Working from the entries below, give again each line from the first through the one containing "use crate::types::date_range::DateRange;", exactly and with nothing else.

↓↓↓

//! Client for the Open-Meteo historical weather archive.
//!
//! The archive answers with parallel arrays (`hourly.time[i]`,
//! `hourly.temperature_2m[i]`, ...). [`transpose_hourly`] turns those into the
//! row-oriented [`ForecastEntry`] shape so historical data can go through the same
//! tables and checks as forecasts.

use crate::clients::error::FetchError;
use crate::types::date_range::DateRange;
use crate::types::forecast::{ForecastEntry, InstantDetails, PrecipitationHorizon};
use crate::types::lat_lon::LatLon;
use crate::utils::{ensure_valid, read_json, send_checked};
use chrono::{DateTime, Duration, NaiveDateTime, Utc};
use log::info;
use reqwest::Client;
use serde::Deserialize;

pub const DEFAULT_ARCHIVE_URL: &str = "https://archive-api.open-meteo.com/v1/archive";

/// Hourly variables requested from the archive, in request order.
pub const HOURLY_FIELDS: [&str; 7] = [
    "temperature_2m",
    "relative_humidity_2m",
    "pressure_msl",
    "wind_speed_10m",
    "wind_direction_10m",
    "cloud_cover",
    "precipitation",
];

const ARCHIVE_TIME_FORMAT: &str = "%Y-%m-%dT%H:%M";

#[derive(Debug, Clone, Deserialize)]
pub struct ArchiveResponse {
    #[serde(default)]
    pub utc_offset_seconds: i32,
    pub hourly: HourlyColumns,
}

/// Column-oriented hourly data. A column the API did not return is `None`.
#[derive(Debug, Clone, Default, Deserialize)]
pub struct HourlyColumns {
    pub time: Vec<String>,
    #[serde(default)]
    pub temperature_2m: Option<Vec<Option<f64>>>,
    #[serde(default)]
    pub relative_humidity_2m: Option<Vec<Option<f64>>>,
    #[serde(default)]
    pub pressure_msl: Option<Vec<Option<f64>>>,
    #[serde(default)]
    pub wind_speed_10m: Option<Vec<Option<f64>>>,
    #[serde(default)]
    pub wind_direction_10m: Option<Vec<Option<f64>>>,
    #[serde(default)]
    pub cloud_cover: Option<Vec<Option<f64>>>,
    #[serde(default)]
    pub precipitation: Option<Vec<Option<f64>>>,
}

/// Transposes parallel hourly arrays into one [`ForecastEntry`] per timestamp.
///
/// Archive timestamps are local to the location; `utc_offset_seconds` (as
/// reported next to them) converts them to UTC. Hourly precipitation becomes
/// the entry's 1-hour bucket.
///
/// # Errors
///
/// [`FetchError::Format`] when a column's length differs from `time`'s or a
/// timestamp cannot be parsed.
pub fn transpose_hourly(
    columns: &HourlyColumns,
    utc_offset_seconds: i32,
) -> Result<Vec<ForecastEntry>, FetchError> {
    let rows = columns.time.len();
    let named = [
        ("temperature_2m", &columns.temperature_2m),
        ("relative_humidity_2m", &columns.relative_humidity_2m),
        ("pressure_msl", &columns.pressure_msl),
        ("wind_speed_10m", &columns.wind_speed_10m),
        ("wind_direction_10m", &columns.wind_direction_10m),
        ("cloud_cover", &columns.cloud_cover),
        ("precipitation", &columns.precipitation),
    ];
    for (name, column) in named {
        if let Some(values) = column {
            if values.len() != rows {
                return Err(FetchError::Format {
                    url: "hourly".to_string(),
                    message: format!(
                        "column '{}' has {} values, 'time' has {}",
                        name,
                        values.len(),
                        rows
                    ),
                });
            }
        }
    }

    let value_at = |column: &Option<Vec<Option<f64>>>, i: usize| {
        column.as_ref().and_then(|values| values[i])
    };
    let offset = Duration::seconds(i64::from(utc_offset_seconds));

    columns
        .time
        .iter()
        .enumerate()
        .map(|(i, raw_time)| {
            let local = NaiveDateTime::parse_from_str(raw_time, ARCHIVE_TIME_FORMAT).map_err(
                |e| FetchError::Format {
                    url: "hourly.time".to_string(),
                    message: format!("invalid timestamp '{}': {}", raw_time, e),
                },
            )?;
            let time: DateTime<Utc> = (local - offset).and_utc();

            let details = InstantDetails {
                air_temperature: value_at(&columns.temperature_2m, i),
                relative_humidity: value_at(&columns.relative_humidity_2m, i),
                air_pressure_at_sea_level: value_at(&columns.pressure_msl, i),
                wind_speed: value_at(&columns.wind_speed_10m, i),
                wind_from_direction: value_at(&columns.wind_direction_10m, i),
                cloud_area_fraction: value_at(&columns.cloud_cover, i),
            };
            let mut entry = ForecastEntry::new(time, details);
            if columns.precipitation.is_some() {
                entry = entry.with_precipitation(
                    PrecipitationHorizon::OneHour,
                    value_at(&columns.precipitation, i),
                );
            }
            Ok(entry)
        })
        .collect()
}

#[derive(Debug, Clone)]
pub struct ArchiveClient {
    client: Client,
    endpoint: String,
}

impl ArchiveClient {
    pub fn new(client: Client, endpoint: &str) -> Self {
        Self {
            client,
            endpoint: endpoint.to_string(),
        }
    }

    /// Fetches hourly observations for every day of `range` and returns them row-oriented.
    pub async fn fetch(
        &self,
        location: LatLon,
        range: DateRange,
    ) -> Result<Vec<ForecastEntry>, FetchError> {
        ensure_valid(location)?;
        let start_date = range.start().format("%Y-%m-%d").to_string();
        let end_date = range.end().format("%Y-%m-%d").to_string();
        let url = format!(
            "{}?latitude={}&longitude={}&start_date={}&end_date={}&hourly={}&wind_speed_unit=ms&timezone=auto",
            self.endpoint,
            location.lat,
            location.lon,
            start_date,
            end_date,
            HOURLY_FIELDS.join(",")
        );
        info!("Fetching archive data from {}", url);

        let response = send_checked(self.client.get(&url), &url).await?;
        let archive: ArchiveResponse = read_json(response, &url).await?;

        transpose_hourly(&archive.hourly, archive.utc_offset_seconds).map_err(|e| match e {
            FetchError::Format { message, .. } => FetchError::Format { url, message },
            other => other,
        })
    }
}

↑↑↑

=== EXERCISE OUTPUT ===
//! Client for the Open-Meteo historical weather archive.
//!
//! The archive answers with parallel arrays (`hourly.time[i]`,
//! `hourly.temperature_2m[i]`, ...). [`transpose_hourly`] turns those into the
//! row-oriented [`ForecastEntry`] shape so historical data can go through the same
//! tables and checks as forecasts.

use crate::clients::error::FetchError;
use crate::types::date_range::DateRange;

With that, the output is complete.